Polly followed him, not quite stopping herself making movements to take hold of him again. “Why, why, why? Tom, tell me why at least!”

Tom answered over his shoulder. “You know if you think about it.”

It was his way of running you up against silence. Polly stood where she was. Vaguely, she knew there were lines of light bulbs, red things and gold things turning, engines grinding, rifles cracking, assembled round her to the music of a brass band no one was playing. Such was her misery that she herself seemed nowhere among it all. She was no more important than the little ping-pong ball bouncing on top of a jet of water in the stall beside her.

Leslie came scouring back to find her. Tom had sent him. Polly let him seize her hand and tow her into the festivity. Pride came to her, as it had over Joanna, and she made herself violently happy, fiercely enjoying herself. It was like pushing your hand on the jet of water to hold it down. Ann went on the Big Wheel with Sam. Leslie and Ed rode the Octopus, yelling. Polly came off a roundabout and met Seb. The sky was wheeling round the dark figure, but she knew it was Seb. I think he follows me around, she thought.

“Oh hello, Seb!” she cried out, violently glad to see him.

“Hello, Seb,” Tom said from somewhere near. “Come and join us on the Dodgems.”

Someone paid huge sums of money for them all to have several turns on the Dodgems. Seb dropped out after the first go. It did not suit his dignity to be doubled up in a small red car. The rest of them drove like idiots, yelling and whooping, until the money ran out. Polly had a violent duel with Leslie. She chased him round and round the rink, with her hair flying and both of them screaming, until Leslie turned and knocked her neatly into Sam. She pursued Sam then, took time off to give Mary a hearty thump, and then went after Ann, whereupon she ended up stuck, spinning round on the spot and howling for help. Ed came and knocked her loose and she went after him like a fury. She did not go near Tom.

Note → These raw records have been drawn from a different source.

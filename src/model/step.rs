use std::collections::BTreeMap;

use serde::{Deserialize, Serialize};
use serde_json::Value;

/// One executable node of an authored test: a type name, a mapping of
/// parameter name to literal value or nested value-producing step, and
/// optionally named child step lists for statement containers.
///
/// Step graphs are trees flattened from the authoring editor's output;
/// [`crate::model::extract::check_acyclic`] enforces that no step reaches
/// its own id through params or children.
#[derive(Debug, Clone, PartialEq, Serialize, Deserialize)]
pub struct Step {
    #[serde(default)]
    pub id: String,
    #[serde(rename = "type")]
    pub step_type: String,
    #[serde(default, skip_serializing_if = "BTreeMap::is_empty")]
    pub params: BTreeMap<String, ParamValue>,
    #[serde(default, skip_serializing_if = "BTreeMap::is_empty")]
    pub children: BTreeMap<String, Vec<Step>>,
}

/// A step parameter: either a literal value or a nested step whose
/// execution yields the value.
#[derive(Debug, Clone, PartialEq, Serialize, Deserialize)]
#[serde(untagged)]
pub enum ParamValue {
    Block(Box<Step>),
    Literal(Value),
}

impl Step {
    pub fn new(step_type: impl Into<String>) -> Self {
        Self {
            id: String::new(),
            step_type: step_type.into(),
            params: BTreeMap::new(),
            children: BTreeMap::new(),
        }
    }

    pub fn with_id(mut self, id: impl Into<String>) -> Self {
        self.id = id.into();
        self
    }

    pub fn with_param(mut self, name: impl Into<String>, value: impl Into<Value>) -> Self {
        self.params
            .insert(name.into(), ParamValue::Literal(value.into()));
        self
    }

    pub fn with_block_param(mut self, name: impl Into<String>, step: Step) -> Self {
        self.params
            .insert(name.into(), ParamValue::Block(Box::new(step)));
        self
    }

    pub fn with_children(mut self, socket: impl Into<String>, steps: Vec<Step>) -> Self {
        self.children.insert(socket.into(), steps);
        self
    }

    /// Child steps connected to the named statement socket.
    pub fn children_of(&self, socket: &str) -> &[Step] {
        self.children.get(socket).map_or(&[], Vec::as_slice)
    }

    /// Display id for results: the authored id, or the type name when the
    /// authoring tool did not assign one.
    pub fn display_id(&self) -> &str {
        if self.id.is_empty() {
            &self.step_type
        } else {
            &self.id
        }
    }
}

“Polly’s a regular Amazon!” she heard someone saying as the cars coasted to a grating silence for the last time. “I’d rather have Tom’s driving any day!”

Polly got down from the rink, a little weak at the knees, to find herself joining a laughing line, hurrying to find further enjoyments. As they streamed in and out among the stalls, Leslie shouted, “How about the Tunnel of Love?”

“No,” said Tom.

Leslie, clearly, had not been run up against Tom’s silence before. It made him blink and grunt slightly, and then turn away looking as if he did not quite know what had happened. Not that it worried him for long. Almost at once he was leading the rush towards a tall plywood fort at the end of an alley of stalls. The fort had slit windows and battlements and was painted in splashes of red and grey. A plywood Dracula stood at the entrance.

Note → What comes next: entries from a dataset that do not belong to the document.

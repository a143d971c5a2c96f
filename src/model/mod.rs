pub mod data;
pub mod extract;
pub mod step;
pub mod suite;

“The Castle of Horrors!” Leslie shouted. “Let’s go!”

The others, inspired by Dodgems and champagne, raced after him. Ed was shouting, as loudly as Leslie, “It’s Tan Coul’s castle! This I must see!” which made Ann double up with laughter.

Polly was behind the rest, going slower. The effort of holding down the jet of misery inside her made her chest ache. Seb caught her up from behind and put his arm round her. “There you are, Pol. Where are those fools going now?”

“To interview Dracula,” said Polly. “You come too.”

“Let’s not,” said Seb. “Let’s just you and me go in the Tunnel of Love. Come on.”

“No thanks.” Polly slithered out from under his arm. “I’m going with them. It would be rude.” Which was true, although it was just an excuse. “You come to the Castle of Horrors with me.” But Seb refused. Polly left him standing irritably in the lane of trodden grass and ran to join the others at the plywood castle.